Before she could reply, her phone rang, and she answered her mother's call.

"Darling, how was your day?"

Wonderful Geoffrey brushed his arm against mine. Goosebumps spread over my skin.

"Productive. Did you get snow?"

"Two inches. Just enough to cover the ground. I prefer my garden a multitude of colors instead of white."

Bea Petersen had a beautiful labyrinth of gardens she spent a lot of time tending herself, but it wasn't a one-person job. She employed a full-time gardener to help. In the winter, Julio was also responsible for snow removal and odd jobs. He occasionally even acted as chauffeur.

Sage had learned to treat others with respect from her mother. Julio ate lunch in the breakfast room every day with his wife Rosa who was their housekeeper. Often Bea would join them. The young couple lived in an apartment over the garage.

Sage found it romantic, because they fell in love and married while working together for her family. She always wanted to find a husband, who looked at her the way Julio looked at Rosa. She dreamed of Geoffrey gazing into her eyes.

"Sage. Sage, honey!"

"What? Sorry, I'm tired." She lied to cover up her daydream.

"You should pick a weekend and come home. It's been too long."

"I'll see. You know Marisa keeps me booked."
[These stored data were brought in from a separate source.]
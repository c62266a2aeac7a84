//! The agentic loop and everything it drives: the tool registry and
//! dispatcher, per-tool handlers, the LLM client, the QGIS worker client,
//! the DuckDB query engine with its pinned file cache, and the Redis-backed
//! conversation lock and cancellation flags.

use std::sync::Arc;

use model::map_state::MapStateProvider;
use notifications::NotificationBus;
use pg::{
    MundiPgPool,
    PostgresConnectionManager,
};
use storage::ObjectStore;

pub mod cache;
pub mod describe;
pub mod duck;
pub mod guard;
pub mod handlers;
pub mod llm;
pub mod locks;
pub mod osm;
pub mod qgis;
pub mod runner;
pub mod style;
pub mod system_prompt;
pub mod tools;

pub use runner::{
    cancel_map_messages,
    send_message,
    SendOutcome,
};

/// Shared handles threaded through the loop and every tool handler.
pub struct AgentDeps {
    pub app_pool: Arc<MundiPgPool>,
    pub bus: Arc<NotificationBus>,
    pub manager: Arc<PostgresConnectionManager>,
    pub store: ObjectStore,
    pub redis: locks::RedisHandles,
    pub llm: llm::LlmClient,
    pub layer_cache: Arc<cache::LayerCache>,
    pub map_state: Arc<dyn MapStateProvider>,
}
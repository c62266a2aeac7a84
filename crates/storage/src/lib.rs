//! Object store access. One bucket holds every layer artifact; keys are laid
//! out by artifact kind:
//!
//! - `uploads/{user}/{project}/{layer}{ext}` - original uploads and
//!   geoprocessing outputs
//! - `pmtiles/{user}/{project}/{layer}.pmtiles` - tiled vector variant
//! - `cog/layer/{layer}.cog.tif` - cloud-optimized raster variant
//! - `social_previews/map_{map}.webp` - static previews

use std::time::Duration;

use anyhow::Context as _;
use aws_config::BehaviorVersion;
use aws_credential_types::Credentials;
use aws_sdk_s3::config::Region;
use aws_sdk_s3::presigning::PresigningConfig;
use aws_sdk_s3::primitives::ByteStream;
use aws_sdk_s3::Client;
use bytes::Bytes;
use errors::ErrorMetadata;

pub const PRESIGNED_URL_EXPIRY: Duration = Duration::from_secs(3600);

pub fn upload_key(user_id: &str, project_id: &str, layer_id: &str, extension: &str) -> String {
    format!("uploads/{user_id}/{project_id}/{layer_id}{extension}")
}

pub fn pmtiles_key(user_id: &str, project_id: &str, layer_id: &str) -> String {
    format!("pmtiles/{user_id}/{project_id}/{layer_id}.pmtiles")
}

pub fn cog_key(layer_id: &str) -> String {
    format!("cog/layer/{layer_id}.cog.tif")
}

pub fn social_preview_key(map_id: &str) -> String {
    format!("social_previews/map_{map_id}.webp")
}

/// A byte range from an object, plus the object's total size for
/// `Content-Range` headers.
pub struct RangedObject {
    pub body: Bytes,
    pub total_size: u64,
}

#[derive(Clone)]
pub struct ObjectStore {
    client: Client,
    bucket: String,
}

impl ObjectStore {
    /// Builds the client from the `S3_*` environment: custom endpoint,
    /// static credentials, path-style addressing (MinIO-compatible).
    pub async fn from_env() -> anyhow::Result<Self> {
        let bucket = std::env::var("S3_BUCKET").context("S3_BUCKET is not set")?;
        let region = std::env::var("S3_DEFAULT_REGION").unwrap_or_else(|_| "us-east-1".to_string());

        let mut loader =
            aws_config::defaults(BehaviorVersion::latest()).region(Region::new(region));
        if let (Ok(access_key), Ok(secret_key)) = (
            std::env::var("S3_ACCESS_KEY_ID"),
            std::env::var("S3_SECRET_ACCESS_KEY"),
        ) {
            loader = loader.credentials_provider(Credentials::new(
                access_key, secret_key, None, None, "env",
            ));
        }
        if let Ok(endpoint) = std::env::var("S3_ENDPOINT_URL") {
            loader = loader.endpoint_url(endpoint);
        }
        let sdk_config = loader.load().await;
        let s3_config = aws_sdk_s3::config::Builder::from(&sdk_config)
            .force_path_style(true)
            .build();
        Ok(Self {
            client: Client::from_conf(s3_config),
            bucket,
        })
    }

    pub fn bucket(&self) -> &str {
        &self.bucket
    }

    pub async fn get_object(&self, key: &str) -> anyhow::Result<Bytes> {
        let response = self
            .client
            .get_object()
            .bucket(&self.bucket)
            .key(key)
            .send()
            .await
            .with_context(|| {
                ErrorMetadata::not_found("ObjectNotFound", format!("No object at {key}"))
            })?;
        Ok(response.body.collect().await?.into_bytes())
    }

    /// Fetches `bytes=start-end` (inclusive) of an object.
    pub async fn get_object_range(
        &self,
        key: &str,
        start: u64,
        end: u64,
    ) -> anyhow::Result<RangedObject> {
        let response = self
            .client
            .get_object()
            .bucket(&self.bucket)
            .key(key)
            .range(format!("bytes={start}-{end}"))
            .send()
            .await
            .with_context(|| {
                ErrorMetadata::not_found("ObjectNotFound", format!("No object at {key}"))
            })?;
        // "bytes s-e/total"
        let total_size = response
            .content_range()
            .and_then(|range| range.rsplit('/').next())
            .and_then(|total| total.parse().ok())
            .unwrap_or(0);
        Ok(RangedObject {
            body: response.body.collect().await?.into_bytes(),
            total_size,
        })
    }

    pub async fn object_size(&self, key: &str) -> anyhow::Result<u64> {
        let head = self
            .client
            .head_object()
            .bucket(&self.bucket)
            .key(key)
            .send()
            .await
            .with_context(|| {
                ErrorMetadata::not_found("ObjectNotFound", format!("No object at {key}"))
            })?;
        Ok(head.content_length().unwrap_or(0).max(0) as u64)
    }

    pub async fn put_object(
        &self,
        key: &str,
        body: Bytes,
        content_type: &str,
    ) -> anyhow::Result<()> {
        self.client
            .put_object()
            .bucket(&self.bucket)
            .key(key)
            .content_type(content_type)
            .body(ByteStream::from(body))
            .send()
            .await?;
        Ok(())
    }

    /// Short-lived URL for reading an object, e.g. QGIS worker inputs.
    pub async fn presign_get(&self, key: &str) -> anyhow::Result<String> {
        let presigned = self
            .client
            .get_object()
            .bucket(&self.bucket)
            .key(key)
            .presigned(PresigningConfig::expires_in(PRESIGNED_URL_EXPIRY)?)
            .await?;
        Ok(presigned.uri().to_string())
    }

    /// Short-lived URL for writing an object, e.g. QGIS worker outputs.
    pub async fn presign_put(&self, key: &str, content_type: &str) -> anyhow::Result<String> {
        let presigned = self
            .client
            .put_object()
            .bucket(&self.bucket)
            .key(key)
            .content_type(content_type)
            .presigned(PresigningConfig::expires_in(PRESIGNED_URL_EXPIRY)?)
            .await?;
        Ok(presigned.uri().to_string())
    }
}

#[cfg(test)]
mod tests {
    use super::*;

    #[test]
    fn test_key_layout() {
        assert_eq!(
            upload_key("u-1", "P12345678901", "L12345678901", ".fgb"),
            "uploads/u-1/P12345678901/L12345678901.fgb"
        );
        assert_eq!(
            pmtiles_key("u-1", "P12345678901", "L12345678901"),
            "pmtiles/u-1/P12345678901/L12345678901.pmtiles"
        );
        assert_eq!(cog_key("L12345678901"), "cog/layer/L12345678901.cog.tif");
        assert_eq!(
            social_preview_key("M12345678901"),
            "social_previews/map_M12345678901.webp"
        );
    }
}
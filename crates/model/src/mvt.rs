//! Vector tile SQL for PostGIS-backed layers.

use errors::ErrorMetadata;

use crate::types::{
    LayerKind,
    MapLayer,
};

pub const MAX_TILE_ZOOM: u32 = 18;

/// Validates `z/x/y` tile coordinates: `0 <= z <= 18`, `0 <= x,y < 2^z`.
pub fn validate_tile_coords(z: u32, x: u32, y: u32) -> anyhow::Result<()> {
    if z > MAX_TILE_ZOOM || x >= (1u32 << z.min(31)) || y >= (1u32 << z.min(31)) {
        anyhow::bail!(ErrorMetadata::bad_request(
            "InvalidTileCoordinates",
            "Invalid tile coordinates",
        ));
    }
    Ok(())
}

/// Builds the `ST_AsMVT` query for a PostGIS layer. The layer's stored query
/// is inlined as a subquery; attribute columns ride along so the client can
/// style and inspect features. Takes `$1=z, $2=x, $3=y`.
pub fn build_mvt_query(layer: &MapLayer) -> anyhow::Result<String> {
    if layer.kind != LayerKind::Postgis {
        anyhow::bail!(ErrorMetadata::bad_request(
            "NotAPostgisLayer",
            "Layer is not a PostGIS type. MVT tiles can only be generated from PostGIS data.",
        ));
    }
    let Some(attribute_columns) = layer
        .postgis_attribute_column_list
        .as_ref()
        .filter(|cols| !cols.is_empty())
    else {
        anyhow::bail!(ErrorMetadata::bad_request(
            "PostgisLayerMissingAttributes",
            format!(
                "PostGIS layer {} has no attribute columns, you must re-create the layer.",
                layer.display_name()
            ),
        ));
    };
    let query = layer
        .postgis_query
        .as_deref()
        .ok_or_else(|| anyhow::anyhow!("postgis layer {} has no stored query", layer.layer_id))?;

    let mut columns: Vec<String> = attribute_columns.clone();
    columns.push("id".to_string());
    let prefixed = |prefix: &str| {
        columns
            .iter()
            .map(|name| format!("{prefix}.{name}"))
            .collect::<Vec<_>>()
            .join(", ")
    };

    Ok(format!(
        "WITH
        bounds_webmerc AS (
            SELECT ST_TileEnvelope($1, $2, $3) AS wm_geom
        ),
        transformed AS (
            SELECT {t_cols}, ST_Transform(t.geom, 3857) AS geom
            FROM ({query}) t
        ),
        candidates AS (
            SELECT {t_cols}, ST_MakeValid(t.geom) AS geom
            FROM transformed t, bounds_webmerc b
            WHERE t.geom && b.wm_geom
                AND ST_Intersects(t.geom, b.wm_geom)
        ),
        mvtgeom AS (
            SELECT {c_cols}, ST_AsMVTGeom(c.geom, b.wm_geom::box2d) AS geom
            FROM candidates c, bounds_webmerc b
        )
        SELECT ST_AsMVT(mvtgeom, 'reprojectedfgb', 4096, 'geom', 'id') FROM mvtgeom",
        t_cols = prefixed("t"),
        c_cols = prefixed("c"),
    ))
}

#[cfg(test)]
mod tests {
    use chrono::Utc;
    use uuid::Uuid;

    use super::*;

    fn postgis_layer() -> MapLayer {
        MapLayer {
            layer_id: "L12345678901".to_string(),
            owner_uuid: Uuid::nil(),
            name: Some("parcels".to_string()),
            kind: LayerKind::Postgis,
            s3_key: None,
            postgis_connection_id: Some("C12345678901".to_string()),
            postgis_query: Some("SELECT id, owner, geom FROM parcels".to_string()),
            postgis_attribute_column_list: Some(vec!["owner".to_string()]),
            metadata: None,
            bounds: None,
            geometry_type: Some("polygon".to_string()),
            feature_count: Some(42),
            source_map_id: None,
            created_on: Utc::now(),
            last_edited: Utc::now(),
        }
    }

    #[test]
    fn test_tile_coordinate_bounds() {
        // z=0 has exactly one tile.
        assert!(validate_tile_coords(0, 0, 0).is_ok());
        assert!(validate_tile_coords(0, 1, 0).is_err());
        // Max zoom is 18.
        assert!(validate_tile_coords(18, 0, 0).is_ok());
        assert!(validate_tile_coords(19, 0, 0).is_err());
        // x and y must stay under 2^z.
        assert!(validate_tile_coords(3, 7, 7).is_ok());
        assert!(validate_tile_coords(3, 8, 0).is_err());
        assert!(validate_tile_coords(3, 0, 8).is_err());
    }

    #[test]
    fn test_mvt_query_embeds_layer_query_and_columns() {
        let sql = build_mvt_query(&postgis_layer()).unwrap();
        assert!(sql.contains("SELECT id, owner, geom FROM parcels"));
        assert!(sql.contains("t.owner"));
        assert!(sql.contains("t.id"));
        assert!(sql.contains("ST_TileEnvelope($1, $2, $3)"));
        assert!(sql.contains("'reprojectedfgb'"));
    }

    #[test]
    fn test_mvt_rejects_non_postgis_layer() {
        let mut layer = postgis_layer();
        layer.kind = LayerKind::Vector;
        assert!(build_mvt_query(&layer).is_err());
    }

    #[test]
    fn test_mvt_rejects_missing_attribute_columns() {
        let mut layer = postgis_layer();
        layer.postgis_attribute_column_list = Some(vec![]);
        assert!(build_mvt_query(&layer).is_err());
        layer.postgis_attribute_column_list = None;
        assert!(build_mvt_query(&layer).is_err());
    }
}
"I don't want to have to wait until spring to see you. You have friends at home."

"Okay... okay."

She lied. She often went to the museum on Saturdays hoping to see Geoffrey. Her mother was right, her closest friends were at home. The other children she grew up with on their private street knew her better than any of her New York friends, even Marissa.

The Calhoun and Hayes children grew up with the same privilege as Sage. They attended the same private school and received invitations to the same events. As children, they ran between the grounds of each of their estates, especially in her mother's garden. She thought of each as her cousins.  She missed them, but going to Boston for a weekend would be one less Saturday spent near Geoffrey.